The company claimed that it has more control at this point over “important aspects of the risk mitigation process” and outlined for its investors how it hopes to address the rest of the litigation. Specifically, it plans to seek a favorable decision from the U.S. Supreme Court on federal preemption, which it claimed could end the litigation or, if the court declines to hear the matter or rules in favor of the plaintiff, Bayer said it would begin a claims administration program on its own.
Bayer said that it “sees good chances” for it to receive a favorable Supreme Court decision, it plans to file a petition asking the court to review Hardeman vs. Monsanto in August and said it will be selective in settlement discussions until the Supreme Court issues a decision. The company continued to hold that there is no relationship between Roundup and non-Hodgkin’s lymphoma citing that “the large body of science does not support a causal relationship between NHL and glyphosate.”
The press release said, however, that it is prepared if this plan falls through and is setting aside the $4.5 billion in the second quarter of 2021 in case it is forced to resort to the secondary plan. Bayer explained that the claims administration program would have pre-determined compensation values and would address each individual who used Roundup individually over 15 years to address the latency period of non-Hodgkin’s lymphoma.

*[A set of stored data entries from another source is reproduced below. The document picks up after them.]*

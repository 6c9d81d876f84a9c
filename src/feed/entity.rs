//! Canonical entity model: schema.org JSON-LD types for the game feed.
//!
//! These are fixed-shape structs with explicit optional members rather than
//! dynamic maps, so a normalization typo fails at compile time instead of
//! producing a silently malformed feed. Optional fields carry
//! `skip_serializing_if` so absent source data is omitted from the output,
//! never serialized as `null`.

use chrono::{DateTime, Utc};
use serde::Serialize;
use serde_json::Value;

/// JSON-LD context for every emitted entity.
pub const SCHEMA_CONTEXT: &str = "http://schema.org";

/// Timestamp format for the feed envelope.
const DATE_MODIFIED_FORMAT: &str = "%Y-%m-%dT%H:%M:%SZ";

/// A labeled contributor reference (publisher or developer).
#[derive(Clone, Debug, Serialize, PartialEq, Eq)]
pub struct Organization {
    /// Always `"Organization"`.
    #[serde(rename = "@type")]
    pub schema_type: &'static str,
    /// The organization's name.
    pub name: String,
    /// Contributor role label, set for developers.
    #[serde(rename = "roleName", skip_serializing_if = "Option::is_none")]
    pub role_name: Option<&'static str>,
}

impl Organization {
    /// A publisher reference (no role label).
    #[must_use]
    pub const fn publisher(name: String) -> Self {
        Self {
            schema_type: "Organization",
            name,
            role_name: None,
        }
    }

    /// A developer reference, labeled with the `developer` role.
    #[must_use]
    pub const fn developer(name: String) -> Self {
        Self {
            schema_type: "Organization",
            name,
            role_name: Some("developer"),
        }
    }
}

/// Deep-link entry point for the play action.
#[derive(Clone, Debug, Serialize, PartialEq, Eq)]
pub struct EntryPoint {
    /// Always `"EntryPoint"`.
    #[serde(rename = "@type")]
    pub schema_type: &'static str,
    /// The deep-link URL template.
    #[serde(rename = "urlTemplate")]
    pub url_template: String,
    /// Platforms the action applies to.
    #[serde(rename = "actionPlatform")]
    pub action_platform: Vec<&'static str>,
}

/// The platform's own play-game action descriptor.
#[derive(Clone, Debug, Serialize, PartialEq, Eq)]
pub struct PlayGameAction {
    /// Always `"PlayGameAction"`.
    #[serde(rename = "@type")]
    pub schema_type: &'static str,
    /// The entry point carrying the deep link.
    pub target: EntryPoint,
}

impl PlayGameAction {
    /// Builds the streaming play action for the given deep-link URL.
    #[must_use]
    pub fn to(play_url: String) -> Self {
        Self {
            schema_type: "PlayGameAction",
            target: EntryPoint {
                schema_type: "EntryPoint",
                url_template: play_url,
                action_platform: vec!["http://schema.org/DesktopWebPlatform"],
            },
        }
    }
}

/// One store- or platform-specific offering of a game.
#[derive(Clone, Debug, Serialize, PartialEq, Eq)]
pub struct Edition {
    /// JSON-LD context.
    #[serde(rename = "@context")]
    pub context: &'static str,
    /// Always `"VideoGame"`.
    #[serde(rename = "@type")]
    pub schema_type: &'static str,
    /// Display name, usually suffixed with the store or platform.
    pub name: String,
    /// Platforms the edition runs on.
    #[serde(rename = "gamePlatform")]
    pub game_platform: Vec<&'static str>,
    /// The originating store, when known.
    #[serde(rename = "applicationCategory", skip_serializing_if = "Option::is_none")]
    pub application_category: Option<String>,
    /// Present only on the primary streaming edition.
    #[serde(rename = "potentialAction", skip_serializing_if = "Option::is_none")]
    pub potential_action: Option<PlayGameAction>,
}

impl Edition {
    /// The always-present primary streaming edition.
    #[must_use]
    pub fn streaming(title: &str, play_url: String) -> Self {
        Self {
            context: SCHEMA_CONTEXT,
            schema_type: "VideoGame",
            name: format!("{title} (GeForce NOW)"),
            game_platform: vec!["PC"],
            application_category: None,
            potential_action: Some(PlayGameAction::to(play_url)),
        }
    }

    /// A store-specific edition derived from a surviving variant.
    #[must_use]
    pub fn variant(name: String, store: Option<String>) -> Self {
        Self {
            context: SCHEMA_CONTEXT,
            schema_type: "VideoGame",
            name,
            game_platform: vec!["PC"],
            application_category: store,
            potential_action: None,
        }
    }
}

/// The canonical, acquisition-path-independent representation of one game.
///
/// Invariant: `id` and `name` are always present, possibly derived from
/// empty source strings; every other descriptive field is optional and
/// omitted when source data is absent.
#[derive(Clone, Debug, Serialize, PartialEq, Eq)]
pub struct VideoGame {
    /// JSON-LD context.
    #[serde(rename = "@context")]
    pub context: &'static str,
    /// Always `"VideoGame"`.
    #[serde(rename = "@type")]
    pub schema_type: &'static str,
    /// Stable identity, `gfn-` prefixed.
    #[serde(rename = "@id")]
    pub id: String,
    /// The game's title.
    pub name: String,
    /// Generated deep-link URL.
    pub url: String,
    /// Always `"Game"`.
    #[serde(rename = "applicationCategory")]
    pub application_category: &'static str,
    /// Long description text.
    #[serde(skip_serializing_if = "Option::is_none")]
    pub description: Option<String>,
    /// Genre labels.
    #[serde(skip_serializing_if = "Option::is_none")]
    pub genre: Option<Vec<String>>,
    /// Formatted content-rating label (e.g. `"ESRB TEEN"`).
    #[serde(rename = "contentRating", skip_serializing_if = "Option::is_none")]
    pub content_rating: Option<String>,
    /// Single best-available image URL.
    #[serde(skip_serializing_if = "Option::is_none")]
    pub image: Option<String>,
    /// Publishing organization.
    #[serde(skip_serializing_if = "Option::is_none")]
    pub publisher: Option<Organization>,
    /// Developing organization, role-labeled.
    #[serde(skip_serializing_if = "Option::is_none")]
    pub contributor: Option<Organization>,
    /// Keyword labels; a scalar source value is wrapped into a list.
    #[serde(skip_serializing_if = "Option::is_none")]
    pub keywords: Option<Vec<String>>,
    /// Platform labels derived from the record's OS type.
    #[serde(rename = "gamePlatform", skip_serializing_if = "Option::is_none")]
    pub game_platform: Option<Vec<String>>,
    /// Player-count hint; the online maximum wins over the local one.
    #[serde(rename = "numberOfPlayers", skip_serializing_if = "Option::is_none")]
    pub number_of_players: Option<u64>,
    /// Supported play modes.
    #[serde(rename = "playMode", skip_serializing_if = "Option::is_none")]
    pub play_mode: Option<Vec<String>>,
    /// Cross-store reference URLs.
    #[serde(rename = "sameAs", skip_serializing_if = "Option::is_none")]
    pub same_as: Option<Vec<String>>,
    /// Earliest known release date.
    #[serde(rename = "datePublished", skip_serializing_if = "Option::is_none")]
    pub date_published: Option<String>,
    /// Ordered edition list: the primary streaming edition plus one entry
    /// per surviving variant.
    #[serde(rename = "exampleOfWork")]
    pub example_of_work: Vec<Edition>,
}

/// The feed envelope handed to the output collaborator.
#[derive(Clone, Debug, Serialize, PartialEq, Eq)]
pub struct DataFeed {
    /// JSON-LD context.
    #[serde(rename = "@context")]
    pub context: &'static str,
    /// Always `"DataFeed"`.
    #[serde(rename = "@type")]
    pub schema_type: &'static str,
    /// Generation timestamp, UTC.
    #[serde(rename = "dateModified")]
    pub date_modified: String,
    /// The canonical entity list.
    #[serde(rename = "dataFeedElement")]
    pub data_feed_element: Vec<VideoGame>,
}

impl DataFeed {
    /// Wraps the entity list with the current UTC generation timestamp.
    #[must_use]
    pub fn new(games: Vec<VideoGame>) -> Self {
        Self::with_timestamp(games, Utc::now())
    }

    /// Wraps the entity list with an explicit timestamp.
    #[must_use]
    pub fn with_timestamp(games: Vec<VideoGame>, generated_at: DateTime<Utc>) -> Self {
        Self {
            context: SCHEMA_CONTEXT,
            schema_type: "DataFeed",
            date_modified: generated_at.format(DATE_MODIFIED_FORMAT).to_string(),
            data_feed_element: games,
        }
    }

    /// Serializes the envelope to a JSON value.
    ///
    /// # Panics
    ///
    /// Never panics in practice: every field of the model serializes
    /// infallibly.
    #[must_use]
    pub fn to_value(&self) -> Value {
        serde_json::to_value(self).unwrap_or(Value::Null)
    }
}

#[cfg(test)]
mod tests {
    use super::*;
    use chrono::TimeZone;

    #[test]
    fn test_organization_constructors() {
        let publisher = Organization::publisher("Valve".to_string());
        assert!(publisher.role_name.is_none());

        let developer = Organization::developer("Valve".to_string());
        assert_eq!(developer.role_name, Some("developer"));
    }

    #[test]
    fn test_streaming_edition_carries_play_action() {
        let edition = Edition::streaming("Alpha", "https://example.com/play".to_string());

        assert_eq!(edition.name, "Alpha (GeForce NOW)");
        assert_eq!(edition.game_platform, vec!["PC"]);
        let action = edition.potential_action.unwrap();
        assert_eq!(action.target.url_template, "https://example.com/play");
        assert_eq!(
            action.target.action_platform,
            vec!["http://schema.org/DesktopWebPlatform"]
        );
    }

    #[test]
    fn test_variant_edition_has_no_play_action() {
        let edition = Edition::variant("Alpha (STEAM)".to_string(), Some("STEAM".to_string()));

        assert!(edition.potential_action.is_none());
        assert_eq!(edition.application_category.as_deref(), Some("STEAM"));
    }

    #[test]
    fn test_datafeed_timestamp_format() {
        let at = Utc.with_ymd_and_hms(2026, 1, 2, 3, 4, 5).unwrap();
        let feed = DataFeed::with_timestamp(Vec::new(), at);

        assert_eq!(feed.date_modified, "2026-01-02T03:04:05Z");
    }

    #[test]
    fn test_datafeed_serialized_field_names() {
        let feed = DataFeed::with_timestamp(Vec::new(), Utc::now());
        let value = feed.to_value();

        assert_eq!(value["@context"], SCHEMA_CONTEXT);
        assert_eq!(value["@type"], "DataFeed");
        assert!(value["dataFeedElement"].is_array());
        assert!(value.get("dateModified").is_some());
    }
}
//! Retry policy for transient request failures.
//!
//! This module provides the [`RetryPolicy`] type describing bounded
//! exponential backoff: a fixed maximum attempt count and an initial delay
//! that doubles on each retry, with no jitter.

use std::time::Duration;

use crate::config::CatalogConfig;

/// Bounded exponential backoff policy.
///
/// The delay before retry `n` (zero-based) is `initial_backoff * 2^n`, so
/// with the defaults (4 attempts, 2s initial) the waits are 2s, 4s and 8s.
///
/// # Example
///
/// ```rust
/// use gfn_datafeed::clients::RetryPolicy;
/// use std::time::Duration;
///
/// let policy = RetryPolicy::new(4, Duration::from_secs(2));
/// assert_eq!(policy.delay_for(0), Duration::from_secs(2));
/// assert_eq!(policy.delay_for(2), Duration::from_secs(8));
/// ```
#[derive(Clone, Copy, Debug, PartialEq, Eq)]
pub struct RetryPolicy {
    /// Maximum number of attempts, including the first.
    max_attempts: u32,
    /// Delay before the first retry.
    initial_backoff: Duration,
}

impl RetryPolicy {
    /// Creates a policy with the given attempt bound and initial delay.
    #[must_use]
    pub const fn new(max_attempts: u32, initial_backoff: Duration) -> Self {
        Self {
            max_attempts,
            initial_backoff,
        }
    }

    /// Creates a policy from the pipeline configuration.
    #[must_use]
    pub const fn from_config(config: &CatalogConfig) -> Self {
        Self::new(config.max_attempts(), config.initial_backoff())
    }

    /// Returns the maximum number of attempts, including the first.
    #[must_use]
    pub const fn max_attempts(&self) -> u32 {
        self.max_attempts
    }

    /// Returns the delay to wait after the given failed attempt.
    ///
    /// `attempt` is zero-based: `delay_for(0)` is the wait between the first
    /// failure and the first retry.
    #[must_use]
    pub fn delay_for(&self, attempt: u32) -> Duration {
        self.initial_backoff
            .saturating_mul(2u32.saturating_pow(attempt))
    }
}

“We want to provide comfort to our investors that the glyphosate litigation exposure should now be reasonably accounted for and leaves significant upside in the event of a favorable Supreme Court decision on the case. It is important for the company, our owners, and our customers that we move on and put the uncertainty and ambiguity related to the glyphosate litigation behind us. This clarity should also allow informed investors to direct their focus on operational performance, the quality of Bayer’s businesses and its intrinsic value,” Werner Baumann, Bayer’s CEO, said during an investor call.

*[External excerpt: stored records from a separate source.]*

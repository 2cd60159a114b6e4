use clap::{Parser, Subcommand, ValueEnum};
use std::path::PathBuf;

#[derive(Parser)]
#[command(
    name = "transcriptor",
    about = "Caption Transcriptor - Turn YouTube, TikTok and Instagram captions into readable transcripts",
    version,
    long_about = "Fetches a video's platform-provided caption track and renders it as plain text, paragraphs, timestamped lines, SubRip subtitles or JSON. Videos without captions get a clearly marked fallback notice instead of a transcript."
)]
pub struct Cli {
    #[command(subcommand)]
    pub command: Commands,

    /// Enable verbose logging
    #[arg(short, long, global = true)]
    pub verbose: bool,

    /// Disable progress indicators
    #[arg(short, long, global = true)]
    pub quiet: bool,

    /// Emit log lines as JSON
    #[arg(long, global = true)]
    pub log_json: bool,

    /// Configuration file (defaults to ./config.yaml, then the user config directory)
    #[arg(long, global = true, value_name = "FILE", env = "TRANSCRIPTOR_CONFIG")]
    pub config: Option<PathBuf>,
}

#[derive(Subcommand)]
pub enum Commands {
    /// Fetch and render the captions of a video
    Transcribe {
        /// Video URL (YouTube, TikTok or Instagram)
        #[arg(value_name = "URL")]
        url: String,

        /// Output file path (prints to console if not specified)
        #[arg(short, long, value_name = "FILE")]
        output: Option<PathBuf>,

        /// Output format (defaults to app.default_output_format)
        #[arg(short, long, value_enum)]
        format: Option<OutputFormat>,

        /// Caption language code, or "auto" to prefer English
        #[arg(short, long, value_name = "LANG")]
        language: Option<String>,
    },

    /// Show platform, id, thumbnail and title of a video
    Info {
        /// Video URL (YouTube, TikTok or Instagram)
        #[arg(value_name = "URL")]
        url: String,

        /// Print as JSON
        #[arg(long)]
        json: bool,
    },

    /// Serve the transcript HTTP API
    Serve {
        /// Address to bind (defaults to server.bind)
        #[arg(short, long, value_name = "ADDR")]
        bind: Option<String>,
    },

    /// Show or initialise the configuration
    Config {
        /// Show current configuration
        #[arg(short, long)]
        show: bool,

        /// Write the default configuration to the user config directory
        #[arg(long, conflicts_with = "show")]
        init: bool,
    },

    /// List supported platforms
    Platforms,
}

#[derive(ValueEnum, Clone, Debug, PartialEq, Eq)]
pub enum OutputFormat {
    /// Plain text
    Text,
    /// Text grouped into paragraphs
    Paragraphs,
    /// One [M:SS] line per caption
    Timestamps,
    /// SRT subtitle format
    Srt,
    /// JSON with timestamps
    Json,
}

impl std::fmt::Display for OutputFormat {
    fn fmt(&self, f: &mut std::fmt::Formatter<'_>) -> std::fmt::Result {
        match self {
            OutputFormat::Text => write!(f, "text"),
            OutputFormat::Paragraphs => write!(f, "paragraphs"),
            OutputFormat::Timestamps => write!(f, "timestamps"),
            OutputFormat::Srt => write!(f, "srt"),
            OutputFormat::Json => write!(f, "json"),
        }
    }
}

impl std::str::FromStr for OutputFormat {
    type Err = anyhow::Error;

    fn from_str(s: &str) -> Result<Self, Self::Err> {
        <Self as ValueEnum>::from_str(s, true)
            .map_err(|_| anyhow::anyhow!("Unknown output format: {}", s))
    }
}
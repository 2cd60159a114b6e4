use anyhow::Result;
use std::path::Path;

use crate::cli::OutputFormat;
use crate::transcribe::Transcript;

pub mod formatters;

pub use formatters::*;

/// Render a transcript in the requested format
pub fn render(transcript: &Transcript, format: &OutputFormat) -> Result<String> {
    let content = match format {
        OutputFormat::Text => to_plain_text(transcript),
        OutputFormat::Paragraphs => format_as_paragraphs(transcript),
        OutputFormat::Timestamps => format_as_timestamps(transcript),
        OutputFormat::Srt => to_srt(transcript)?,
        OutputFormat::Json => format_as_json(transcript)?,
    };

    Ok(content)
}

/// Save transcript to file
pub fn save_to_file(transcript: &Transcript, path: &Path, format: &OutputFormat) -> Result<()> {
    let content = render(transcript, format)?;
    fs_err::write(path, content)?;
    Ok(())
}

/// Print transcript to console
pub fn print_to_console(transcript: &Transcript, format: &OutputFormat) -> Result<()> {
    let content = render(transcript, format)?;
    println!("{}", content);
    Ok(())
}
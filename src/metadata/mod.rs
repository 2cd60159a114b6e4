//! Display metadata for a video: platform, id, thumbnail and title.

use serde::{Deserialize, Serialize};

use crate::extractors::Platform;

const TIKTOK_THUMBNAIL: &str =
    "https://via.placeholder.com/480x852/3A0CA3/FFFFFF?text=TikTok+Video";
const INSTAGRAM_THUMBNAIL: &str =
    "https://via.placeholder.com/600x600/F72585/FFFFFF?text=Instagram+Video";

#[derive(Debug, Clone, PartialEq, Serialize, Deserialize)]
#[serde(rename_all = "camelCase")]
pub struct VideoMetadata {
    pub platform: Platform,
    pub video_id: String,
    pub thumbnail: String,
    pub title: String,
    pub url: String,
}

/// Thumbnail image URL for a video
pub fn thumbnail_url(platform: Platform, video_id: &str) -> String {
    match platform {
        Platform::Youtube => format!("https://img.youtube.com/vi/{}/0.jpg", video_id),
        Platform::Tiktok => TIKTOK_THUMBNAIL.to_string(),
        Platform::Instagram => INSTAGRAM_THUMBNAIL.to_string(),
        Platform::Unknown => String::new(),
    }
}

/// Title used when the real one is unknown, e.g. "TikTok Video"
pub fn default_title(platform: Platform) -> String {
    format!("{} Video", platform.display_name())
}

impl VideoMetadata {
    pub fn new(platform: Platform, video_id: &str, title: String, url: &str) -> Self {
        Self {
            platform,
            video_id: video_id.to_string(),
            thumbnail: thumbnail_url(platform, video_id),
            title,
            url: url.to_string(),
        }
    }

    pub fn display(&self) {
        println!("Platform:  {}", self.platform.display_name());
        println!("Video ID:  {}", self.video_id);
        println!("Title:     {}", self.title);
        println!("Thumbnail: {}", self.thumbnail);
        println!("URL:       {}", self.url);
    }
}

Thursday’s press release contained more of Bayer’s plans to conclude the roundup litigation, and to reduce the number of claims including replacing glyphosate-based products in the residential lawn and garden market, and says it hopes the alternative products are approved by the U.S. Environmental Protection Agency in early 2023. “As the vast majority of claims in the litigation come from Lawn & Garden market users, this action largely eliminates the primary source of future claims beyond an assumed latency period,” the release explained.
Bayer’s glyphosate products will still be available to professional agricultural markets, as the company explained when it first announced its intent to take Roundup off of the shelves for home gardeners.